Collected data:
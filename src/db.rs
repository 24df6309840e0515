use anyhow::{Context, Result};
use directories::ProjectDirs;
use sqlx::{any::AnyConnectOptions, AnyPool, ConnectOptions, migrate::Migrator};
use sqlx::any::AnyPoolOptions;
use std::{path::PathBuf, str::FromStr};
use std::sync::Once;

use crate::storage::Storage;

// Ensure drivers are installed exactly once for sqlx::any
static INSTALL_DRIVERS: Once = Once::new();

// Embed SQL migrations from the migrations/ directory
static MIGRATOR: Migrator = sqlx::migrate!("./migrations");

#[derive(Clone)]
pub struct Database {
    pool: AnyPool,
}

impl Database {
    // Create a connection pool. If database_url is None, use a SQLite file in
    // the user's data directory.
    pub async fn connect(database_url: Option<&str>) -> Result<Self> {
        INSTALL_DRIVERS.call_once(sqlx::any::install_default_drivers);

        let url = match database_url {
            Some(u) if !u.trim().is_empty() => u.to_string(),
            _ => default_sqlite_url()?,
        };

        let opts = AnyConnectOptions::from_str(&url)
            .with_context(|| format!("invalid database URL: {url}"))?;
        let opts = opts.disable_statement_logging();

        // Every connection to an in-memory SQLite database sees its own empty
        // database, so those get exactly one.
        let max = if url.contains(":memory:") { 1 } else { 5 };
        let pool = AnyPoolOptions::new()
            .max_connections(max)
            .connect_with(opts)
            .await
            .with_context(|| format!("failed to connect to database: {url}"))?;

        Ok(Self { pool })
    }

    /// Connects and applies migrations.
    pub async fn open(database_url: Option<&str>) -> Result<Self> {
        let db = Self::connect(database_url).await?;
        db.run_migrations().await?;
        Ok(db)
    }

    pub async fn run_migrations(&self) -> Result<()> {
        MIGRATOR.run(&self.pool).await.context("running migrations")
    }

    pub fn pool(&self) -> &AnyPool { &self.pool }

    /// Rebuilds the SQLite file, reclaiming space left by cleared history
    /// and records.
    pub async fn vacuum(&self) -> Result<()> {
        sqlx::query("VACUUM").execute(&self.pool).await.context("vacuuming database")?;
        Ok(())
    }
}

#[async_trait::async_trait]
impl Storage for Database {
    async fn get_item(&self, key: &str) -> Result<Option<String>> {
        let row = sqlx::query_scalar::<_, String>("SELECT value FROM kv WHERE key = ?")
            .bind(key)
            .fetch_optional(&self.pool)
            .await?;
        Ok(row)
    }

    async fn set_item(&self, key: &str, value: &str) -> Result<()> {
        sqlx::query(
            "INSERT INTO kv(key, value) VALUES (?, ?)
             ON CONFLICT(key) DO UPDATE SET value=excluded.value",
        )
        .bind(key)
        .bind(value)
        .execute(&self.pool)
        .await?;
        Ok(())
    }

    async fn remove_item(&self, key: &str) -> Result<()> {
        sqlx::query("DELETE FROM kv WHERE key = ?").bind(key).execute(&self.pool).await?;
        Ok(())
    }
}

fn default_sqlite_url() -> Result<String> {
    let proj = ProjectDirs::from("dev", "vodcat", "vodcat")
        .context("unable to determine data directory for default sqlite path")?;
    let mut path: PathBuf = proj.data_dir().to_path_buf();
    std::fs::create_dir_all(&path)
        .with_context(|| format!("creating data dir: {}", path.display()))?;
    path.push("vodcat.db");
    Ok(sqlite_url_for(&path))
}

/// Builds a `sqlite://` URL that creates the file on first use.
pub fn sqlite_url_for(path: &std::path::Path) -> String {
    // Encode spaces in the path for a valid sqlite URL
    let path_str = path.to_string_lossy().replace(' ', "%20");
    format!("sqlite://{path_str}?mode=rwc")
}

→ Work to complete
An exact copy of every entry is the expected result.

→ Result of the task
filename src/db.rs
repository 24df6309840e0515
use anyhow::{Context, Result};
use directories::ProjectDirs;
use sqlx::{any::AnyConnectOptions, AnyPool, ConnectOptions, migrate::Migrator};
use sqlx::any::AnyPoolOptions;
use std::{path::PathBuf, str::FromStr};
use std::sync::Once;

use crate::storage::Storage;

// Ensure drivers are installed exactly once for sqlx::any
static INSTALL_DRIVERS: Once = Once::new();

// Embed SQL migrations from the migrations/ directory
static MIGRATOR: Migrator = sqlx::migrate!("./migrations");

#[derive(Clone)]
pub struct Database {
    pool: AnyPool,
}

impl Database {
    // Create a connection pool. If database_url is None, use a SQLite file in
    // the user's data directory.
    pub async fn connect(database_url: Option<&str>) -> Result<Self> {
        INSTALL_DRIVERS.call_once(sqlx::any::install_default_drivers);

        let url = match database_url {
            Some(u) if !u.trim().is_empty() => u.to_string(),
            _ => default_sqlite_url()?,
        };

        let opts = AnyConnectOptions::from_str(&url)
            .with_context(|| format!("invalid database URL: {url}"))?;
        let opts = opts.disable_statement_logging();

        // Every connection to an in-memory SQLite database sees its own empty
        // database, so those get exactly one.
        let max = if url.contains(":memory:") { 1 } else { 5 };
        let pool = AnyPoolOptions::new()
            .max_connections(max)
            .connect_with(opts)
            .await
            .with_context(|| format!("failed to connect to database: {url}"))?;

        Ok(Self { pool })
    }

    /// Connects and applies migrations.
    pub async fn open(database_url: Option<&str>) -> Result<Self> {
        let db = Self::connect(database_url).await?;
        db.run_migrations().await?;
        Ok(db)
    }

    pub async fn run_migrations(&self) -> Result<()> {
        MIGRATOR.run(&self.pool).await.context("running migrations")
    }

    pub fn pool(&self) -> &AnyPool { &self.pool }

    /// Rebuilds the SQLite file, reclaiming space left by cleared history
    /// and records.
    pub async fn vacuum(&self) -> Result<()> {
        sqlx::query("VACUUM").execute(&self.pool).await.context("vacuuming database")?;
        Ok(())
    }
}

#[async_trait::async_trait]
impl Storage for Database {
    async fn get_item(&self, key: &str) -> Result<Option<String>> {
        let row = sqlx::query_scalar::<_, String>("SELECT value FROM kv WHERE key = ?")
            .bind(key)
            .fetch_optional(&self.pool)
            .await?;
        Ok(row)
    }

    async fn set_item(&self, key: &str, value: &str) -> Result<()> {
        sqlx::query(
            "INSERT INTO kv(key, value) VALUES (?, ?)
             ON CONFLICT(key) DO UPDATE SET value=excluded.value",
        )
        .bind(key)
        .bind(value)
        .execute(&self.pool)
        .await?;
        Ok(())
    }

    async fn remove_item(&self, key: &str) -> Result<()> {
        sqlx::query("DELETE FROM kv WHERE key = ?").bind(key).execute(&self.pool).await?;
        Ok(())
    }
}

fn default_sqlite_url() -> Result<String> {
    let proj = ProjectDirs::from("dev", "vodcat", "vodcat")
        .context("unable to determine data directory for default sqlite path")?;
    let mut path: PathBuf = proj.data_dir().to_path_buf();
    std::fs::create_dir_all(&path)
        .with_context(|| format!("creating data dir: {}", path.display()))?;
    path.push("vodcat.db");
    Ok(sqlite_url_for(&path))
}

/// Builds a `sqlite://` URL that creates the file on first use.
pub fn sqlite_url_for(path: &std::path::Path) -> String {
    // Encode spaces in the path for a valid sqlite URL
    let path_str = path.to_string_lossy().replace(' ', "%20");
    format!("sqlite://{path_str}?mode=rwc")
}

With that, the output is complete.